Monday, 14 December 2015: 16:40
3009 (Moscone West)
Samar Khatiwala1, Sarah Payne1, Heather D Graven2 and Patrick Heimbach3, (1)University of Oxford, Department of Earth Sciences, Oxford, United Kingdom, (2)Imperial College London, London, United Kingdom, (3)University of Texas at Austin, Institute for Computational Engineering and Sciences & Jackson School of Geosciences, Austin, TX, United States
Abstract:
The ocean is a significant sink for carbon dioxide from fossil fuel burning, absorbing roughly a third of human CO2 emitted over the industrial period. This has implications not only for climate but also for the chemical and isotopic composition of the ocean. Human activities have increased the ocean radiocarbon content through nuclear bomb tests in the 1950s-60s, which released a large amount of radiocarbon (14C) into the atmosphere, but fossil fuel emissions are decreasing the radiocarbon content through the release of 14C-depleted CO2. Here, we use the ECCO-v4 ocean state estimate to examine the changing nature of the air-sea flux of radiocarbon and its spatial distribution in the ocean in response to past and future CO2 emissions, the latter taken from the the Representative Concentration Pathway (RCP) database used in IPCC simulations. In line with previous studies we find that the large air-sea gradient of 14C induced by nuclear bomb testing led to rapid accumulation of radiocarbon in the surface ocean. Surface fluxes of 14C have considerably weakened over the past several decades and in some areas 14C is being returned to the atmosphere. As fossil fuel emissions continue to reduce the atmospheric 14C/C ratio (∆14C), in most RCP scenarios the total ocean 14C inventory starts decreasing by 2030. With strong emissions, the Δ14C of surface waters is driven to increasingly negative values and in RCP 8.5 by 2100 much of the surface ocean has apparent radiocarbon ages in excess of 2000 years, with subtropical gyres more depleted in 14C than the Southern Ocean.
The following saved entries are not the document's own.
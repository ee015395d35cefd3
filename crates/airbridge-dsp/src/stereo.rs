//! Stereo enhancer: mid/side processing with an optional Haas delay.
//!
//! Mid = (L + R) / 2 carries center content, side = (L - R) / 2 carries
//! width. Gains on each adjust the image; a short delay on the side
//! signal (Haas effect) widens it further. Mono input passes through
//! unchanged.

use std::collections::VecDeque;

use airbridge_core::dsp::StereoConfig;

use crate::block::AudioBlock;

/// The stereo stage.
pub struct StereoEnhancer {
    config: StereoConfig,
    mid_gain: f32,
    side_gain: f32,
    /// Delay line for the side signal; empty when haas_ms is 0.
    haas_line: VecDeque<f32>,
    haas_samples: usize,
}

impl StereoEnhancer {
    pub fn new(config: StereoConfig, sample_rate: f32) -> Self {
        let mid_gain = 10f32.powf(config.mid_gain_db / 20.0);
        let side_gain = 10f32.powf(config.side_gain_db / 20.0);
        let haas_samples = (config.haas_ms / 1000.0 * sample_rate).round() as usize;
        Self {
            config,
            mid_gain,
            side_gain,
            haas_line: std::iter::repeat(0.0).take(haas_samples).collect(),
            haas_samples,
        }
    }

    pub fn enabled(&self) -> bool {
        self.config.enabled
    }

    pub fn process(&mut self, block: &mut AudioBlock) {
        if !self.config.enabled || block.channel_count() != 2 {
            return;
        }
        let frames = block.frames();
        let [left, right] = &mut block.channels_mut()[..2] else {
            return;
        };
        for n in 0..frames {
            let mid = (left[n] + right[n]) / 2.0 * self.mid_gain;
            let mut side = (left[n] - right[n]) / 2.0 * self.side_gain;

            if self.haas_samples > 0 {
                self.haas_line.push_back(side);
                side = self.haas_line.pop_front().unwrap_or(0.0);
            }

            left[n] = (mid + side).clamp(-1.0, 1.0);
            right[n] = (mid - side).clamp(-1.0, 1.0);
        }
    }

    pub fn reset(&mut self) {
        self.haas_line = std::iter::repeat(0.0).take(self.haas_samples).collect();
    }
}

#[cfg(test)]
mod tests {
    use super::*;

    fn config(side_gain_db: f32) -> StereoConfig {
        StereoConfig {
            enabled: true,
            mid_gain_db: 0.0,
            side_gain_db,
            haas_ms: 0.0,
        }
    }

    fn stereo_block(left: f32, right: f32, frames: usize) -> AudioBlock {
        let mut block = AudioBlock::zeroed(2, frames);
        block.channel_mut(0).iter_mut().for_each(|s| *s = left);
        block.channel_mut(1).iter_mut().for_each(|s| *s = right);
        block
    }

    mod mid_side {
        use super::*;

        #[test]
        fn unity_gains_are_identity() {
            let mut enhancer = StereoEnhancer::new(config(0.0), 44_100.0);
            let mut block = stereo_block(0.5, -0.3, 64);
            let original = block.clone();
            enhancer.process(&mut block);
            for ch in 0..2 {
                for (a, b) in block.channel(ch).iter().zip(original.channel(ch)) {
                    assert!((a - b).abs() < 1e-6);
                }
            }
        }

        #[test]
        fn zero_side_gain_collapses_to_mono() {
            let mut enhancer = StereoEnhancer::new(
                StereoConfig {
                    enabled: true,
                    mid_gain_db: 0.0,
                    side_gain_db: -120.0,
                    haas_ms: 0.0,
                },
                44_100.0,
            );
            let mut block = stereo_block(0.5, -0.3, 64);
            enhancer.process(&mut block);
            for n in 0..64 {
                assert!((block.channel(0)[n] - block.channel(1)[n]).abs() < 1e-4);
                assert!((block.channel(0)[n] - 0.1).abs() < 1e-4); // the mid
            }
        }

        #[test]
        fn boosted_side_widens_the_image() {
            let mut enhancer = StereoEnhancer::new(config(6.0), 44_100.0);
            let mut block = stereo_block(0.5, 0.1, 64);
            enhancer.process(&mut block);
            // side was 0.2; doubled (≈6 dB) side gives l ≈ 0.7, r ≈ -0.1.
            assert!((block.channel(0)[0] - 0.699).abs() < 0.01);
            assert!((block.channel(1)[0] + 0.099).abs() < 0.01);
        }

        #[test]
        fn disabled_stage_is_identity() {
            let mut cfg = config(6.0);
            cfg.enabled = false;
            let mut enhancer = StereoEnhancer::new(cfg, 44_100.0);
            let mut block = stereo_block(0.5, 0.1, 16);
            let original = block.clone();
            enhancer.process(&mut block);
            assert_eq!(block, original);
        }

        #[test]
        fn mono_input_passes_through() {
            let mut enhancer = StereoEnhancer::new(config(6.0), 44_100.0);
            let mut block = AudioBlock::zeroed(1, 16);
            block.channel_mut(0).iter_mut().for_each(|s| *s = 0.4);
            let original = block.clone();
            enhancer.process(&mut block);
            assert_eq!(block, original);
        }
    }

    mod haas {
        use super::*;

        #[test]
        fn side_signal_is_delayed_by_the_configured_time() {
            let mut enhancer = StereoEnhancer::new(
                StereoConfig {
                    enabled: true,
                    mid_gain_db: 0.0,
                    side_gain_db: 0.0,
                    haas_ms: 1.0, // 44 samples at 44.1 kHz
                },
                44_100.0,
            );
            // Pure side impulse: L = +1, R = -1 on the first frame.
            let mut block = AudioBlock::zeroed(2, 256);
            block.channel_mut(0)[0] = 1.0;
            block.channel_mut(1)[0] = -1.0;
            enhancer.process(&mut block);

            let delay = 44;
            assert!(block.channel(0)[0].abs() < 1e-6);
            assert!((block.channel(0)[delay] - 1.0).abs() < 1e-6);
            assert!((block.channel(1)[delay] + 1.0).abs() < 1e-6);
        }
    }
}
impl UpnpService {
    pub fn new(
        registry: DeviceRegistry,
        bus: Arc<EventBus>,
        local_ip: IpAddr,
        http_port: u16,
    ) -> Self {
        Self {
            state: Arc::new(ServiceState {
                registry,
                bus,
                gena: GenaTable::new(),
                http_client: reqwest::Client::new(),
            }),
            local_ip,
            http_port,
        }
    }

    pub fn gena(&self) -> GenaTable {
        self.state.gena.clone()
    }

    /// The HTTP router (separable for tests).
    pub fn router(&self) -> Router {
        Router::new()
            .route("/device/:device_id/device.xml", get(device_xml))
            .route(
                "/device/:device_id/AVTransport.xml",
                get(|| async { scpd(xml::AV_TRANSPORT_SCPD) }),
            )
            .route(
                "/device/:device_id/RenderingControl.xml",
                get(|| async { scpd(xml::RENDERING_CONTROL_SCPD) }),
            )
            .route(
                "/device/:device_id/ConnectionManager.xml",
                get(|| async { scpd(xml::CONNECTION_MANAGER_SCPD) }),
            )
            .route("/device/:device_id/ctl/AVTransport", post(av_transport_control))
            .route(
                "/device/:device_id/ctl/RenderingControl",
                post(rendering_control),
            )
            .route(
                "/device/:device_id/ctl/ConnectionManager",
                post(connection_manager_control),
            )
            .route("/device/:device_id/evt/:service", any(event_subscription))
            .with_state(Arc::clone(&self.state))
    }

    /// Serve HTTP and dispatch NOTIFYs until shutdown.
    pub async fn serve(self, mut shutdown: tokio::sync::mpsc::Receiver<()>) -> Result<()> {
        let listener = tokio::net::TcpListener::bind((std::net::Ipv4Addr::UNSPECIFIED, self.http_port))
            .await
            .map_err(|source| UpnpError::Bind {
                what: "upnp http",
                port: self.http_port,
                source,
            })?;
        info!(ip = %self.local_ip, port = self.http_port, "upnp service listening");

        let dispatcher = tokio::spawn(notify_dispatcher(Arc::clone(&self.state)));
        let router = self.router();
        axum::serve(listener, router)
            .with_graceful_shutdown(async move {
                let _ = shutdown.recv().await;
            })
            .await
            .map_err(|source| UpnpError::Bind {
                what: "upnp http serve",
                port: self.http_port,
                source,
            })?;
        dispatcher.abort();
        Ok(())
    }
}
Surface waters become significantly more negative in Δ14C than underlying waters. As a result, turning conventional tracer oceanography on its head, recently ventilated waters are characterized by more negative Δ14C values. Similar patterns can be expected for CFCs in the ocean as atmospheric concentrations decrease over the next several decades. Our results have a number of implications, notably for current and planned ocean observation programs, as well as ongoing efforts to exploit radiocarbon to quantify changes in ocean ventilation in response to anthropogenic climate change.